(Stored items)
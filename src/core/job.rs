use super::SimTime;

/// Monotonically increasing creation sequence number. Doubles as the final
/// tie-break key of the ordering discipline, so no two jobs ever compare equal.
pub type JobSeq = u64;

#[derive(Debug, Clone, Copy, PartialEq, Eq)]
pub enum JobState {
    Created,
    Waiting,
    InService,
    Completed,
}

/// A unit of work travelling through the station.
///
/// Service-time bookkeeping upholds `served + residual_service ==
/// original_service` at all times; the residual shrinks only by elapsed
/// in-server intervals and reaches zero exactly once, at completion.
#[derive(Debug, Clone)]
pub struct Job {
    pub seq: JobSeq,
    /// Priority class, 1-based. Smaller value = more urgent.
    pub class: usize,
    /// Virtual time of creation. Immutable; requeueing after preemption does
    /// not touch it, so FIFO order within a class survives preemption.
    pub arrival: SimTime,
    pub original_service: SimTime,
    pub residual_service: SimTime,
    /// Sum of all completed in-server intervals.
    pub served: SimTime,
    /// First entry into the server slot. Set once, never overwritten.
    pub first_service_start: Option<SimTime>,
    /// Total time spent in the waiting list, possibly over several
    /// non-contiguous intervals.
    pub queueing_time: SimTime,
    /// Open queueing interval, present while the job sits in the waiting list.
    pub queue_entered_at: Option<SimTime>,
    pub state: JobState,
}

impl Job {
    pub fn new(seq: JobSeq, class: usize, arrival: SimTime, service: SimTime) -> Self {
        assert!(class >= 1, "priority class {class} outside domain, classes are 1-based");
        Self {
            seq,
            class,
            arrival,
            original_service: service,
            residual_service: service,
            served: SimTime::ZERO,
            first_service_start: None,
            queueing_time: SimTime::ZERO,
            queue_entered_at: None,
            state: JobState::Created,
        }
    }

    pub fn conserves_service(&self) -> bool {
        self.served + self.residual_service == self.original_service
    }

    pub fn is_completed(&self) -> bool {
        self.state == JobState::Completed
    }
}
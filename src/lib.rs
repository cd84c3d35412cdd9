pub mod config;
pub mod core;
pub mod sim;

pub use crate::config::Config;
pub use crate::core::{Job, PriorityOrder, Station, StatsCollector, SummarySink};
pub use crate::sim::{EventQueue, Sim};
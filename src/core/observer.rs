use super::job::JobState;
use super::order::OrderingDiscipline;
use super::station::{CompletionScheduler, Station};

/// Debug-build auditor walked over the station after every event. Checks the
/// structural invariants that the state machine is supposed to preserve.
#[derive(Debug, Default)]
pub struct Auditor {
    steps: u64,
}

impl Auditor {
    pub fn new() -> Self {
        Self::default()
    }

    pub fn observe<D: OrderingDiscipline, S: CompletionScheduler>(
        &mut self,
        station: &Station<D, S>,
    ) {
        self.steps += 1;

        debug_assert_eq!(
            station.is_busy(),
            station.has_pending_completion(),
            "busy server must hold exactly one pending completion, idle server none"
        );

        if let Some(job) = station.in_service() {
            debug_assert_eq!(
                job.state,
                JobState::InService,
                "job {} occupies the server but is not marked in service",
                job.seq
            );
            debug_assert!(
                job.conserves_service(),
                "job {} violates service-time conservation",
                job.seq
            );
            debug_assert!(
                job.first_service_start.is_some(),
                "in-service job {} has no first service start",
                job.seq
            );
        }

        debug_assert!(
            station.waiting().is_sorted(),
            "waiting list lost its discipline order"
        );
        for job in station.waiting().iter() {
            debug_assert_eq!(
                job.state,
                JobState::Waiting,
                "job {} sits in the waiting list but is not marked waiting",
                job.seq
            );
            debug_assert!(
                job.queue_entered_at.is_some(),
                "waiting job {} has no open queueing interval",
                job.seq
            );
            debug_assert!(
                job.conserves_service(),
                "waiting job {} violates service-time conservation",
                job.seq
            );
        }
    }

    pub fn steps(&self) -> u64 {
        self.steps
    }
}
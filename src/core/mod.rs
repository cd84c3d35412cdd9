pub mod job;
pub mod observer;
pub mod order;
pub mod station;
pub mod stats;
pub mod waiting;

/// Virtual time of the simulation. `Duration` keeps all service-time
/// arithmetic exact in integer nanoseconds.
pub type SimTime = std::time::Duration;

pub use job::{Job, JobSeq, JobState};
pub use observer::Auditor;
pub use order::{OrderingDiscipline, PriorityOrder};
pub use station::{CompletionScheduler, Station};
pub use stats::{
    MemorySink, MetricKind, MetricSample, MetricScope, MetricSink, StatsCollector, SummarySink,
};
pub use waiting::WaitingList;
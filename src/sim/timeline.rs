use keyed_priority_queue::KeyedPriorityQueue;
use slotmap::{new_key_type, SlotMap};

use crate::core::{CompletionScheduler, SimTime};

new_key_type! {
    pub struct EventKey;
}

#[derive(Debug, Clone, Copy, PartialEq, Eq)]
pub enum EventKind {
    Arrival { class: usize },
    Completion,
}

// KeyedPriorityQueue is a max-heap, so the rank's Ord is flipped: the
// earliest (time, seq) pair wins. The insertion seq makes delivery FIFO among
// events sharing a virtual time.
#[derive(Debug, Clone, Copy, PartialEq, Eq)]
struct EventRank {
    time: SimTime,
    seq: u64,
}

impl Ord for EventRank {
    fn cmp(&self, other: &Self) -> std::cmp::Ordering {
        other
            .time
            .cmp(&self.time)
            .then_with(|| other.seq.cmp(&self.seq))
    }
}

impl PartialOrd for EventRank {
    fn partial_cmp(&self, other: &Self) -> Option<std::cmp::Ordering> {
        Some(self.cmp(other))
    }
}

/// Virtual-time event queue: events come back out in non-decreasing time
/// order, FIFO among equal times. The slotmap arena hands out generational
/// keys, so a key for a fired or cancelled event can never alias a later one.
#[derive(Debug)]
pub struct EventQueue {
    events: SlotMap<EventKey, EventKind>,
    order: KeyedPriorityQueue<EventKey, EventRank>,
    seq: u64,
    now: SimTime,
}

impl Default for EventQueue {
    fn default() -> Self {
        Self::new()
    }
}

impl EventQueue {
    pub fn new() -> Self {
        Self {
            events: SlotMap::with_key(),
            order: KeyedPriorityQueue::new(),
            seq: 0,
            now: SimTime::ZERO,
        }
    }

    pub fn schedule(&mut self, kind: EventKind, at: SimTime) -> EventKey {
        assert!(
            at >= self.now,
            "event scheduled at {:?}, earlier than current time {:?}",
            at,
            self.now
        );
        let key = self.events.insert(kind);
        self.order.push(key, EventRank { time: at, seq: self.seq });
        self.seq += 1;
        log::trace!("scheduled {:?} at {:?}", kind, at);
        key
    }

    /// Remove a pending event. Cancelling an unknown key (never scheduled,
    /// already fired, or already cancelled) is a caller bug.
    pub fn cancel(&mut self, key: EventKey) {
        let kind = self.events.remove(key);
        assert!(kind.is_some(), "cancel of an unknown or already fired event");
        let removed = self.order.remove(&key);
        debug_assert!(removed.is_some(), "ordered entry missing for live event");
        log::trace!("cancelled {:?}", kind.unwrap());
    }

    /// Deliver the next event and advance virtual time to it.
    pub fn pop(&mut self) -> Option<(SimTime, EventKind)> {
        let (key, rank) = self.order.pop()?;
        let kind = self
            .events
            .remove(key)
            .expect("ordered event missing from arena");
        debug_assert!(rank.time >= self.now, "event queue went back in time");
        self.now = rank.time;
        Some((rank.time, kind))
    }

    pub fn peek_time(&self) -> Option<SimTime> {
        self.order.peek().map(|(_, rank)| rank.time)
    }

    pub fn now(&self) -> SimTime {
        self.now
    }

    pub fn len(&self) -> usize {
        self.order.len()
    }

    pub fn is_empty(&self) -> bool {
        self.order.is_empty()
    }
}

impl CompletionScheduler for EventQueue {
    type Handle = EventKey;

    fn schedule_completion(&mut self, at: SimTime) -> EventKey {
        self.schedule(EventKind::Completion, at)
    }

    fn cancel_completion(&mut self, handle: EventKey) {
        self.cancel(handle);
    }
}

#[cfg(test)]
mod tests {
    use super::*;
    use std::time::Duration;

    fn secs(s: u64) -> Duration {
        Duration::from_secs(s)
    }

    #[test]
    fn delivers_in_time_order() {
        let mut q = EventQueue::new();
        q.schedule(EventKind::Arrival { class: 1 }, secs(5));
        q.schedule(EventKind::Completion, secs(2));
        q.schedule(EventKind::Arrival { class: 2 }, secs(9));

        assert_eq!(q.pop(), Some((secs(2), EventKind::Completion)));
        assert_eq!(q.pop(), Some((secs(5), EventKind::Arrival { class: 1 })));
        assert_eq!(q.pop(), Some((secs(9), EventKind::Arrival { class: 2 })));
        assert_eq!(q.pop(), None);
    }

    #[test]
    fn equal_times_deliver_in_insertion_order() {
        let mut q = EventQueue::new();
        q.schedule(EventKind::Arrival { class: 3 }, secs(4));
        q.schedule(EventKind::Arrival { class: 1 }, secs(4));
        q.schedule(EventKind::Arrival { class: 2 }, secs(4));

        assert_eq!(q.pop(), Some((secs(4), EventKind::Arrival { class: 3 })));
        assert_eq!(q.pop(), Some((secs(4), EventKind::Arrival { class: 1 })));
        assert_eq!(q.pop(), Some((secs(4), EventKind::Arrival { class: 2 })));
    }

    #[test]
    fn cancelled_events_never_fire() {
        let mut q = EventQueue::new();
        q.schedule(EventKind::Arrival { class: 1 }, secs(1));
        let doomed = q.schedule(EventKind::Completion, secs(2));
        q.schedule(EventKind::Arrival { class: 1 }, secs(3));

        q.cancel(doomed);
        assert_eq!(q.len(), 2);
        assert_eq!(q.pop(), Some((secs(1), EventKind::Arrival { class: 1 })));
        assert_eq!(q.pop(), Some((secs(3), EventKind::Arrival { class: 1 })));
        assert!(q.is_empty());
    }

    #[test]
    fn pop_advances_now() {
        let mut q = EventQueue::new();
        q.schedule(EventKind::Completion, secs(7));
        assert_eq!(q.now(), Duration::ZERO);
        q.pop();
        assert_eq!(q.now(), secs(7));
    }

    #[test]
    #[should_panic(expected = "already fired")]
    fn cancel_of_fired_event_is_fatal() {
        let mut q = EventQueue::new();
        let key = q.schedule(EventKind::Completion, secs(1));
        q.pop();
        q.cancel(key);
    }

    #[test]
    #[should_panic(expected = "earlier than current time")]
    fn scheduling_in_the_past_is_fatal() {
        let mut q = EventQueue::new();
        q.schedule(EventKind::Completion, secs(5));
        q.pop();
        q.schedule(EventKind::Completion, secs(3));
    }
}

_Required work_
Please set down again, word for word, only the lines from the start of the entries through the line with "Service-time bookkeeping upholds", both ends included.

_Worked solution_
filename src/core/job.rs
use super::SimTime;

/// Monotonically increasing creation sequence number. Doubles as the final
/// tie-break key of the ordering discipline, so no two jobs ever compare equal.
pub type JobSeq = u64;

#[derive(Debug, Clone, Copy, PartialEq, Eq)]
pub enum JobState {
    Created,
    Waiting,
    InService,
    Completed,
}

/// A unit of work travelling through the station.
///
/// Service-time bookkeeping upholds `served + residual_service ==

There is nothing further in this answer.